● **HOW TO COMPLETE THIS TASK**: Give only the number of lines in the records that include the string "crates".

:: RECORD EXCERPTS

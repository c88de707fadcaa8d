//! Scheduler actions

use std::fmt;

use serde::{Deserialize, Serialize};

/// An action the reaction loop can take against the provisioning program.
///
/// `Terminate` and `Destroy` are terminal: the loop ends after executing
/// them and publishes the final state.
#[derive(Debug, Clone, Copy, PartialEq, Eq, Serialize, Deserialize)]
#[serde(rename_all = "lowercase")]
pub enum Action {
    /// Run the provisioning program against current offers/wishes
    Deploy,

    /// Stop reacting, leave provisioned resources in place
    Terminate,

    /// Stop reacting and tear provisioned resources down
    Destroy,
}

impl Action {
    /// Whether this action ends the reaction loop.
    pub fn is_terminal(&self) -> bool {
        matches!(self, Action::Terminate | Action::Destroy)
    }
}

impl fmt::Display for Action {
    fn fmt(&self, f: &mut fmt::Formatter<'_>) -> fmt::Result {
        let s = match self {
            Action::Deploy => "deploy",
            Action::Terminate => "terminate",
            Action::Destroy => "destroy",
        };
        f.write_str(s)
    }
}
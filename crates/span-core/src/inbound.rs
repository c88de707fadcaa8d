//! Inbound offer store - offers received from origin deployments
//!
//! One record per `origin:name` key, driven by a small state machine:
//!
//! - `upsert` (peer forwarded the offer): stores the value, always clears
//!   `withdrawn`
//! - `poll_deployed` (local wish reports it is materialized): marks
//!   `deployed`, creating the record if the offer has not re-arrived yet
//!   after a restart
//! - `poll_undeployed` (local wish polls while not materialized): if the
//!   offer is present, not withdrawn, and carries a value, proactively marks
//!   `deployed` - the poll is expected to cause deployment
//! - `withdraw` (origin asked for release): marks `withdrawn`, creating a
//!   transient record if absent
//! - `release`: deletes the record, legal only while `withdrawn` holds
//!
//! A record with `withdrawn` set and `deployed` clear is transient: the
//! runtime releases it as soon as the initialization gate is open.

use std::collections::HashMap;

use span_types::{DeploymentOffer, OfferKey, RemoteOffer, Wish};
use tracing::{debug, warn};

/// Per-key state for an offer received from an origin deployment.
#[derive(Debug, Clone, PartialEq, Eq)]
pub struct InboundOfferRecord {
    /// A local wish has this offer materialized in infrastructure
    pub deployed: bool,

    /// The origin asked for the offer to be released
    pub withdrawn: bool,

    /// The offer as last received; absent when only polls/withdrawals have
    /// been seen so far
    pub offer: Option<DeploymentOffer>,
}

/// Fold of inbound offer events into `origin:name` records.
#[derive(Debug, Default)]
pub struct InboundOfferStore {
    records: HashMap<OfferKey, InboundOfferRecord>,
}

impl InboundOfferStore {
    /// Create an empty store.
    pub fn new() -> Self {
        Self::default()
    }

    /// Store an offer received from its origin. Always clears `withdrawn`;
    /// an origin re-offering after a withdrawal supersedes it.
    pub fn upsert(&mut self, offer: DeploymentOffer) {
        let key = OfferKey::of_inbound(&offer);
        let record = self.records.entry(key.clone()).or_insert(InboundOfferRecord {
            deployed: false,
            withdrawn: false,
            offer: None,
        });
        record.withdrawn = false;
        record.offer = Some(offer);
        debug!(offer = %key, deployed = record.deployed, "inbound offer stored");
    }

    /// A local wish confirmed the offer is materialized. Creates the record
    /// if absent - after a restart the consumer's resource can exist before
    /// the provider's offer has re-arrived.
    pub fn poll_deployed(&mut self, key: &OfferKey) {
        let record = self.records.entry(key.clone()).or_insert(InboundOfferRecord {
            deployed: false,
            withdrawn: false,
            offer: None,
        });
        if !record.deployed {
            debug!(offer = %key, "inbound offer marked deployed");
        }
        record.deployed = true;
    }

    /// A local wish polled while not materialized. If the offer is present
    /// with a value and not withdrawn, the poll is expected to cause
    /// deployment, so the record is proactively marked deployed; otherwise
    /// this is a no-op.
    pub fn poll_undeployed(&mut self, key: &OfferKey) {
        if let Some(record) = self.records.get_mut(key) {
            let has_value = record
                .offer
                .as_ref()
                .is_some_and(|o| o.value.is_some());
            if !record.withdrawn && has_value {
                debug!(offer = %key, "undeployed poll with available offer; marking deployed");
                record.deployed = true;
            }
        }
    }

    /// The origin asked for the offer to be released. Creates a
    /// `{deployed: false, withdrawn: true}` record if absent. Returns true
    /// when the record is immediately releasable (`deployed` is clear).
    pub fn withdraw(&mut self, key: &OfferKey) -> bool {
        let record = self.records.entry(key.clone()).or_insert(InboundOfferRecord {
            deployed: false,
            withdrawn: false,
            offer: None,
        });
        record.withdrawn = true;
        debug!(offer = %key, deployed = record.deployed, "inbound offer withdrawn");
        !record.deployed
    }

    /// Delete a fully-released record. Only legal while `withdrawn` holds;
    /// anything else is a protocol anomaly logged as a warning. Returns
    /// true when the record was deleted.
    pub fn release(&mut self, key: &OfferKey) -> bool {
        match self.records.get(key) {
            Some(record) if record.withdrawn => {
                self.records.remove(key);
                debug!(offer = %key, "inbound offer released");
                true
            }
            Some(_) => {
                warn!(offer = %key, "offer released but not withdrawn");
                false
            }
            None => {
                warn!(offer = %key, "released unknown offer");
                false
            }
        }
    }

    /// The consuming wish was deleted after undeploying. Clears `deployed`
    /// and returns true when the record is now releasable (`withdrawn`
    /// holds).
    pub fn undeploy(&mut self, key: &OfferKey) -> bool {
        match self.records.get_mut(key) {
            Some(record) => {
                record.deployed = false;
                record.withdrawn
            }
            None => false,
        }
    }

    /// Answer a wish poll from the current snapshot. Never blocks waiting
    /// for a future offer: an unknown key answers "not withdrawn, no value"
    /// and the caller re-polls.
    pub fn answer(&self, wish: &Wish) -> RemoteOffer {
        let key = OfferKey::of_wish(wish);
        match self.records.get(&key) {
            None => RemoteOffer::unknown(),
            Some(record) if record.withdrawn => RemoteOffer::withdrawn(),
            Some(record) => {
                RemoteOffer::available(record.offer.as_ref().and_then(|o| o.value.clone()))
            }
        }
    }

    /// Look up a record.
    pub fn get(&self, key: &OfferKey) -> Option<&InboundOfferRecord> {
        self.records.get(key)
    }

    /// Number of records.
    pub fn len(&self) -> usize {
        self.records.len()
    }

    /// Whether the store is empty.
    pub fn is_empty(&self) -> bool {
        self.records.is_empty()
    }
}
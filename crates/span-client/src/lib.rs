//! SPAN Client - unary RPC clients
//!
//! Two clients over the same HTTP/JSON substrate:
//!
//! - [`PeerClient`]: a deployment's view of a remote's Deployment service
//!   (`offer`, `releaseOffer`, `heartbeat`). One client per registered
//!   remote, owned by the remote registry.
//! - [`ResourcesClient`]: the client provisioning adapters use against their
//!   own deployment's Resources service (remote/offer lifecycle, wish polls).
//!
//! Errors classify availability: [`ClientError::is_unavailable`] is true for
//! connect failures, timeouts, and 503 responses, which the core treats as
//! transient and recovers from via resend-on-reconnect.

#![deny(unsafe_code)]

pub mod error;
pub mod peer;
pub mod resources;

pub use error::{ClientError, ClientResult};
pub use peer::PeerClient;
pub use resources::ResourcesClient;
//! Peer-facing Deployment service
//!
//! The surface other deployments call: offer delivery, offer release, and
//! heartbeat. Release responses are held open until the dependent wish has
//! undeployed, so peer clients must not time these calls out.

use axum::{
    extract::State,
    routing::{get, post},
    Json, Router,
};
use span_types::{Ack, DeploymentOffer, HeartbeatResponse};
use tower_http::trace::TraceLayer;

use super::state::AppState;
use crate::error::ApiResult;

/// Create the Deployment service router
pub fn deployment_router(state: AppState) -> Router {
    let api_routes = Router::new()
        .route("/offers", post(receive_offer))
        .route("/offers/release", post(release_offer))
        .route("/heartbeat", get(heartbeat));

    Router::new()
        .nest("/api/v1", api_routes)
        .layer(TraceLayer::new_for_http())
        .with_state(state)
}

/// POST /api/v1/offers - accept an offer from its origin
async fn receive_offer(
    State(state): State<AppState>,
    Json(offer): Json<DeploymentOffer>,
) -> ApiResult<Json<Ack>> {
    state.handle.peer_offer(offer).await?;
    Ok(Json(Ack::default()))
}

/// POST /api/v1/offers/release - origin requests release; the response is
/// withheld until this deployment no longer uses the offer
async fn release_offer(
    State(state): State<AppState>,
    Json(offer): Json<DeploymentOffer>,
) -> ApiResult<Json<Ack>> {
    state.handle.peer_release(offer).await?;
    Ok(Json(Ack::default()))
}

/// GET /api/v1/heartbeat - liveness probe, answers with this deployment's id
async fn heartbeat(State(state): State<AppState>) -> Json<HeartbeatResponse> {
    Json(HeartbeatResponse {
        id: state.deployment_id.clone(),
    })
}
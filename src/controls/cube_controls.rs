extern crate nalgebra as na;

use bytemuck::{Pod, Zeroable};
use winit::event::VirtualKeyCode;

use crate::transforms::{self, Axis};

/// Degrees added or removed per arrow key press.
pub const CUBE_STEP: f32 = 6.0;

/// Accumulated rotation of the cube, one angle per axis, in degrees.
#[derive(Debug, Clone, Copy, Default, PartialEq)]
pub struct CubeAngles {
    pub x: f32,
    pub y: f32,
    pub z: f32,
}

impl CubeAngles {
    /// Arrow keys turn the cube; anything else is ignored.
    pub fn apply_key(&mut self, key: VirtualKeyCode) {
        match key {
            VirtualKeyCode::Left => self.z += CUBE_STEP,
            VirtualKeyCode::Right => self.z -= CUBE_STEP,
            VirtualKeyCode::Up => self.x -= CUBE_STEP,
            VirtualKeyCode::Down => self.x += CUBE_STEP,
            _ => (),
        }
    }

    /// `[Rx, Ry, Rz]` for the current angles.
    pub fn matrices(&self) -> [na::Matrix4<f32>; 3] {
        [
            transforms::rotation4(Axis::X, self.x),
            transforms::rotation4(Axis::Y, self.y),
            transforms::rotation4(Axis::Z, self.z),
        ]
    }

    /// Rotation about x first, then y, then z.
    pub fn model(&self) -> na::Matrix4<f32> {
        let [x, y, z] = self.matrices();
        z * y * x
    }
}

/// Push constant block of `cube.vert`.
#[repr(C)]
#[derive(Debug, Clone, Copy, Pod, Zeroable)]
pub struct CubeConstants {
    pub model: [[f32; 4]; 4],
}

impl From<&CubeAngles> for CubeConstants {
    fn from(angles: &CubeAngles) -> Self {
        Self {
            model: transforms::mat4_columns(&angles.model()),
        }
    }
}

#[derive(Debug, Default)]
pub struct CubeControls {
    angles: CubeAngles,
}

impl CubeControls {
    pub fn new() -> Self {
        Self::default()
    }

    pub fn angles(&self) -> CubeAngles {
        self.angles
    }
}

impl super::Controls for CubeControls {
    type Constants = CubeConstants;

    fn key_pressed(&mut self, key: VirtualKeyCode) {
        self.angles.apply_key(key);
        log::debug!("cube angles: {:?}", self.angles);
    }

    fn constants(&self) -> CubeConstants {
        CubeConstants::from(&self.angles)
    }
}
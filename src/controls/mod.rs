mod cube_controls;
pub use cube_controls::{CubeAngles, CubeConstants, CubeControls, CUBE_STEP};

mod spin_controls;
pub use spin_controls::{SpinConstants, SpinControls, SPIN_STEP};

use winit::event::{ElementState, Event, KeyboardInput, VirtualKeyCode, WindowEvent};

/// Per-demo rotation state. Owns the angles, turns input into angle changes
/// and hands the render step the push constants for the current frame.
pub trait Controls {
    type Constants: bytemuck::Pod;

    fn key_pressed(&mut self, key: VirtualKeyCode);

    /// Called once per frame before drawing.
    fn advance(&mut self) {}

    fn constants(&self) -> Self::Constants;

    fn handle_event<T>(&mut self, event: &Event<T>) {
        if let Some(key) = pressed_key(event) {
            self.key_pressed(key);
        }
    }
}

/// Key of a press (auto-repeat included) on any window.
pub fn pressed_key<T>(event: &Event<T>) -> Option<VirtualKeyCode> {
    match event {
        Event::WindowEvent {
            event:
                WindowEvent::KeyboardInput {
                    input:
                        KeyboardInput {
                            state: ElementState::Pressed,
                            virtual_keycode: Some(key),
                            ..
                        },
                    ..
                },
            ..
        } => Some(*key),
        _ => None,
    }
}
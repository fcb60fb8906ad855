use std::fmt::Debug;
use std::io;
use std::path::PathBuf;

use thiserror::Error;

/// Start-up and per-frame failures of the demos.
#[derive(Debug, Error)]
pub enum DemoError {
    #[error("cannot read `{}`", .path.display())]
    FileNotFound {
        path: PathBuf,
        #[source]
        source: io::Error,
    },

    #[error("{stage} shader `{}` failed to compile:\n{log}", .path.display())]
    ShaderCompileFailed {
        stage: &'static str,
        path: PathBuf,
        log: String,
    },

    #[error("shader program failed to link: {0}")]
    ShaderLinkFailed(String),

    #[error("cannot decode texture `{}`", .path.display())]
    TextureDecode {
        path: PathBuf,
        #[source]
        source: image::ImageError,
    },

    #[error("cannot create window")]
    Window(#[from] winit::error::OsError),

    #[error("graphics backend failed to {context}: {message}")]
    Backend {
        context: &'static str,
        message: String,
    },
}

impl DemoError {
    /// Wraps a gfx-hal error. Most of its error types only implement `Debug`
    /// consistently across backends, so the message is taken from there.
    pub fn backend(context: &'static str, error: impl Debug) -> Self {
        DemoError::Backend {
            context,
            message: format!("{:?}", error),
        }
    }
}

pub type Result<T> = std::result::Result<T, DemoError>;

#[cfg(test)]
mod tests {
    use super::*;

    #[test]
    fn file_not_found_names_the_path() {
        let err = DemoError::FileNotFound {
            path: PathBuf::from("assets/shaders/cube.vert"),
            source: io::Error::new(io::ErrorKind::NotFound, "gone"),
        };
        assert_eq!(err.to_string(), "cannot read `assets/shaders/cube.vert`");
    }

    #[test]
    fn backend_error_carries_context() {
        let err = DemoError::backend("create fence", "OutOfMemory");
        assert_eq!(
            err.to_string(),
            "graphics backend failed to create fence: \"OutOfMemory\""
        );
    }
}
mod pipeline;
pub use pipeline::{Pipeline, PipelineDesc};

pub mod shaders;
pub use shaders::ShaderSet;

::::

● **FINISHED EXERCISE**: 2